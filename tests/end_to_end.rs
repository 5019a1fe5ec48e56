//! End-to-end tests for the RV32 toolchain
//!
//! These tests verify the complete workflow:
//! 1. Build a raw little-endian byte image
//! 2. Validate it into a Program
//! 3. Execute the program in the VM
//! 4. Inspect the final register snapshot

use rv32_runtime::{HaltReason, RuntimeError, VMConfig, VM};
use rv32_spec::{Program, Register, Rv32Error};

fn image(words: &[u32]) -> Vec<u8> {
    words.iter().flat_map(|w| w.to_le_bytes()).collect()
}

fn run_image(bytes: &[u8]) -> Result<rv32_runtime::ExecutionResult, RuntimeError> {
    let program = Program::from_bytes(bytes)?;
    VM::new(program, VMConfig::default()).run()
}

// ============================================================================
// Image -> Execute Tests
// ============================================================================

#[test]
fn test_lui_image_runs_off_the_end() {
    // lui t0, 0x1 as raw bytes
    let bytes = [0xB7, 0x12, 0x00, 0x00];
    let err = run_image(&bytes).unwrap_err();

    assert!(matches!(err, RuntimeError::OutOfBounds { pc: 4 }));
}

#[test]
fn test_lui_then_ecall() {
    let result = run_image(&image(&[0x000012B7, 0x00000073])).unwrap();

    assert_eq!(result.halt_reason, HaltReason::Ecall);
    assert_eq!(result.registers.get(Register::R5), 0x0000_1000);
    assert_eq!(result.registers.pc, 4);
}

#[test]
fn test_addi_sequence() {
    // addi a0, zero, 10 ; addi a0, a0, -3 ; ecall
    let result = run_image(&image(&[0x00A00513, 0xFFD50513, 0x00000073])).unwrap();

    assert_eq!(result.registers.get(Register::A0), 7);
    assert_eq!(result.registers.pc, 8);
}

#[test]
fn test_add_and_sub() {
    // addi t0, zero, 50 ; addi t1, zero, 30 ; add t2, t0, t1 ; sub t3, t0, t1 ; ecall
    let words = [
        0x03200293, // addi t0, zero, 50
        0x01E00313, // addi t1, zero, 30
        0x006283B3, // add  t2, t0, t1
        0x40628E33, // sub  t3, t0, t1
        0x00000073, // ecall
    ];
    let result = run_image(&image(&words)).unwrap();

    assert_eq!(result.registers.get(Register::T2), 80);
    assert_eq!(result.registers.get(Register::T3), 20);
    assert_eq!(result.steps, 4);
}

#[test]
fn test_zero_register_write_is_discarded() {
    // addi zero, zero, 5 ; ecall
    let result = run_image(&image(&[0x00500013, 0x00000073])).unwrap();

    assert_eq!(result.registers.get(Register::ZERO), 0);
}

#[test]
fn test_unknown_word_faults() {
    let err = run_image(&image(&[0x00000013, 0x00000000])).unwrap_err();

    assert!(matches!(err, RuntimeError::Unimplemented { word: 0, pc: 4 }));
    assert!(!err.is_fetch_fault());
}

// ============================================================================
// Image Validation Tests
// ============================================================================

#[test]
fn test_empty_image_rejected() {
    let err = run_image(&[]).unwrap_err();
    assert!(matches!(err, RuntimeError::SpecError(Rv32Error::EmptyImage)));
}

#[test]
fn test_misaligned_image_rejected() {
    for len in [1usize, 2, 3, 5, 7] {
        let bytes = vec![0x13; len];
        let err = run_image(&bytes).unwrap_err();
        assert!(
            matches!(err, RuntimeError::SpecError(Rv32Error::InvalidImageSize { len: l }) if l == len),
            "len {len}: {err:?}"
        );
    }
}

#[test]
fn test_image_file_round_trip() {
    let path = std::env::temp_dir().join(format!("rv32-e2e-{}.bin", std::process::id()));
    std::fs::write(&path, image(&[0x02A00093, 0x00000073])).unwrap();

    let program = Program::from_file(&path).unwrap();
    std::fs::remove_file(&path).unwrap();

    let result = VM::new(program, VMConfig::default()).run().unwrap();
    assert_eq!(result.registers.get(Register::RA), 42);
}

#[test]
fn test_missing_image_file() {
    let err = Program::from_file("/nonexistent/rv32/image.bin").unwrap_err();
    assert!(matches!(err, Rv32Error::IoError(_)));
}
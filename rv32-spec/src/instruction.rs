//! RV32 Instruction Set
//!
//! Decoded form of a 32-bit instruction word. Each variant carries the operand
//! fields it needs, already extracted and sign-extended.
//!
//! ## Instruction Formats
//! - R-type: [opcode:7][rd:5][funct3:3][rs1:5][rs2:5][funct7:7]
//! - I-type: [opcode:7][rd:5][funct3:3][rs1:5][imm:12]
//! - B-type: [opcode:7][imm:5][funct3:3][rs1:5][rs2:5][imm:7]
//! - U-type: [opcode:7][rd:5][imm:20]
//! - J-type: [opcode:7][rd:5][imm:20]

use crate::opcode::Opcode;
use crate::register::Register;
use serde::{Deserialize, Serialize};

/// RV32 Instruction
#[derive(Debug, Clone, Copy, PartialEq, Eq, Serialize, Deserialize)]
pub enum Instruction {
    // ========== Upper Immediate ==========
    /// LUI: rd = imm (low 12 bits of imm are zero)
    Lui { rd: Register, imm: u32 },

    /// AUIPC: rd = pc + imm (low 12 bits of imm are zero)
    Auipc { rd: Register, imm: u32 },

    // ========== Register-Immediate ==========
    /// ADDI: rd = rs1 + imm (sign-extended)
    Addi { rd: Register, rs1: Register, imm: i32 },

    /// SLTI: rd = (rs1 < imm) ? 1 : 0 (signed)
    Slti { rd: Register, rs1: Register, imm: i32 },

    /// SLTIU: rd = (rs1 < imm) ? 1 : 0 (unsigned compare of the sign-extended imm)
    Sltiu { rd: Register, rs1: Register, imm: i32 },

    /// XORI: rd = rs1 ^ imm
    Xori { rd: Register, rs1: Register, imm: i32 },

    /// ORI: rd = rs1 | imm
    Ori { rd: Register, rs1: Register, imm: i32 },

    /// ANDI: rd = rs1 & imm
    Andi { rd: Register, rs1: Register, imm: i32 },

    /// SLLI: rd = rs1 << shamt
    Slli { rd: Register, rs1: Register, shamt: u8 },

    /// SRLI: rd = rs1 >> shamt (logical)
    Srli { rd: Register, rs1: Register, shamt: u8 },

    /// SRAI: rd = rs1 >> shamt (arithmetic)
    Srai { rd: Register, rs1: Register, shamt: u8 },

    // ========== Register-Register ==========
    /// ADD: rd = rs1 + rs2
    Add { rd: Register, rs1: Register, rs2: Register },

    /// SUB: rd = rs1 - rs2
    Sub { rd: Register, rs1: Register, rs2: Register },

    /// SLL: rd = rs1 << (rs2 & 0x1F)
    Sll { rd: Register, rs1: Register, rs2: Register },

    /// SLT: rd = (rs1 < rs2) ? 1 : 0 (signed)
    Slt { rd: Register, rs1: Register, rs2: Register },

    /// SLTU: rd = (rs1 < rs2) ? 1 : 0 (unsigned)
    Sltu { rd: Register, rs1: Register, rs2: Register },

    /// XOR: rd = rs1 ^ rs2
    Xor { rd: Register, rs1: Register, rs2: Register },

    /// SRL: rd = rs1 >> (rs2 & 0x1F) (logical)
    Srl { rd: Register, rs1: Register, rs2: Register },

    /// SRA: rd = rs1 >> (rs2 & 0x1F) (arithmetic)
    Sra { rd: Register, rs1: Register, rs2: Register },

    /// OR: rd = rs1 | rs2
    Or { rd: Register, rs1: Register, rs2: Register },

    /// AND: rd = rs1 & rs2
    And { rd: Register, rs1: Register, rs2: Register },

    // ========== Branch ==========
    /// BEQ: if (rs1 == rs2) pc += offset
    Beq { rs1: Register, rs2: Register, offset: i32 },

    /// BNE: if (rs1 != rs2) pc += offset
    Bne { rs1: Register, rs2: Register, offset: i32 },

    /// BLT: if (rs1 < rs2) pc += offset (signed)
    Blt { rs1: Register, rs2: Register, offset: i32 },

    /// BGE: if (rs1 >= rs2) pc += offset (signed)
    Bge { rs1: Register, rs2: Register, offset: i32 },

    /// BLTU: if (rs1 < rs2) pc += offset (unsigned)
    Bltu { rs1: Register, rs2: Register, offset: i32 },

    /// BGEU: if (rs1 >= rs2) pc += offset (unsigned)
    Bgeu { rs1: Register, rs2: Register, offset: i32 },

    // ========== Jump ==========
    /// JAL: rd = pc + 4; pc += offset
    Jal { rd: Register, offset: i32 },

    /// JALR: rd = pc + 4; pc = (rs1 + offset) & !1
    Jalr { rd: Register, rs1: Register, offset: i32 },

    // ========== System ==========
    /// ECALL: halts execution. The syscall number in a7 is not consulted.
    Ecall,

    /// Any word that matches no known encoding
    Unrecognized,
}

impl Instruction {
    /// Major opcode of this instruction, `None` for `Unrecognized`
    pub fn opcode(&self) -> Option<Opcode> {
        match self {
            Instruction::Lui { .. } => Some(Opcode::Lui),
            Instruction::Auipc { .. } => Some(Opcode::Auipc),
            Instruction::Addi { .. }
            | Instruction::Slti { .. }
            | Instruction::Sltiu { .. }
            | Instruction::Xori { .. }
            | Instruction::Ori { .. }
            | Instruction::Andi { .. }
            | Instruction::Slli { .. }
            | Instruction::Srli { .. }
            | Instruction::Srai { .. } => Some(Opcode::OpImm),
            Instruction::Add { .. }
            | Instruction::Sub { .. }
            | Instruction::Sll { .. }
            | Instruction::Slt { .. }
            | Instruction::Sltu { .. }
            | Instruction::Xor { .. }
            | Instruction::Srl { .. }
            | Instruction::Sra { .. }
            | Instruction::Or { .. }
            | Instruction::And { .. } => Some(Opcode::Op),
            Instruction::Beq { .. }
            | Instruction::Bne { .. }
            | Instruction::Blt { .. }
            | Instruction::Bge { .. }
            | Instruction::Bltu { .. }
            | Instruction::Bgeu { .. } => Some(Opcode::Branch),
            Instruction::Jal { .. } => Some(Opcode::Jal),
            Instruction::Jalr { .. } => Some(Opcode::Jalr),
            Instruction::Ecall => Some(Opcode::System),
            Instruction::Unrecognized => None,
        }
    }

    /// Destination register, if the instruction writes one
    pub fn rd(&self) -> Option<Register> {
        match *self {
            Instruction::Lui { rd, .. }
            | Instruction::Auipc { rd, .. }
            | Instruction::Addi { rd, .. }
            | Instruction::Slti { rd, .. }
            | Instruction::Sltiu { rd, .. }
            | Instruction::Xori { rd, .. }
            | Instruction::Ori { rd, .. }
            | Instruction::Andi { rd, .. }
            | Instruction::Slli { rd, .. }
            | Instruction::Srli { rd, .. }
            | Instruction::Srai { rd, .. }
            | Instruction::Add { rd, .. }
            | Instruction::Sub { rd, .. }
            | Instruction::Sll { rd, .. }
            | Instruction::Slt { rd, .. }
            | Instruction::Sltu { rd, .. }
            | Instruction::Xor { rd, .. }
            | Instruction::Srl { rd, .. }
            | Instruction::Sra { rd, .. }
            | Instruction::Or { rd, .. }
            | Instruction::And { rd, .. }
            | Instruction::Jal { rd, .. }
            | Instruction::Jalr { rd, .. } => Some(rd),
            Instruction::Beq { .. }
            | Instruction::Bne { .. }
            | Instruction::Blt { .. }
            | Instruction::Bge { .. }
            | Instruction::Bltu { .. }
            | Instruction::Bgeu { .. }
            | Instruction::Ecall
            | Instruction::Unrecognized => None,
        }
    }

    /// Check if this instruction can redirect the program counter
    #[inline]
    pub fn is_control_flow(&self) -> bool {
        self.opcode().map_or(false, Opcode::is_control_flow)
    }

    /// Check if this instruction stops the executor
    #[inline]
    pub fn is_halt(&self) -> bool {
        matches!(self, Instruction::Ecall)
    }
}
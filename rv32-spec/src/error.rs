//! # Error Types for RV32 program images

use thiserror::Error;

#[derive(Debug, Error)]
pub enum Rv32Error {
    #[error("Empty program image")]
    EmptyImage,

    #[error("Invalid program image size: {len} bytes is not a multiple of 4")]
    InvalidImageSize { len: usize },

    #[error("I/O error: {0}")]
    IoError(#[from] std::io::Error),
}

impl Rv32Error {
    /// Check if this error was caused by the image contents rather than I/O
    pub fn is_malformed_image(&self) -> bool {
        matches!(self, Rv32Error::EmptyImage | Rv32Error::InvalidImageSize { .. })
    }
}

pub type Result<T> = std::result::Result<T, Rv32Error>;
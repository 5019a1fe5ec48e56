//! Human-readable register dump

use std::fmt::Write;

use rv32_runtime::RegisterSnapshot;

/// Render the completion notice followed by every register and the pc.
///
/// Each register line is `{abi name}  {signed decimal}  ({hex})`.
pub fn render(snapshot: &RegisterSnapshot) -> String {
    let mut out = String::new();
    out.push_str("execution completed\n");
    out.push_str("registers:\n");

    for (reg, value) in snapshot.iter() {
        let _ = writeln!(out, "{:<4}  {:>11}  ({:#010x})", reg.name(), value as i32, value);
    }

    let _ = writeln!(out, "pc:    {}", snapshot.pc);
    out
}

WORK TO COMPLETE: Among the lines above, which hold the word "bits"? Report each one.

ANSWER AREA:
    /// LUI: rd = imm (low 12 bits of imm are zero)
    /// AUIPC: rd = pc + imm (low 12 bits of imm are zero)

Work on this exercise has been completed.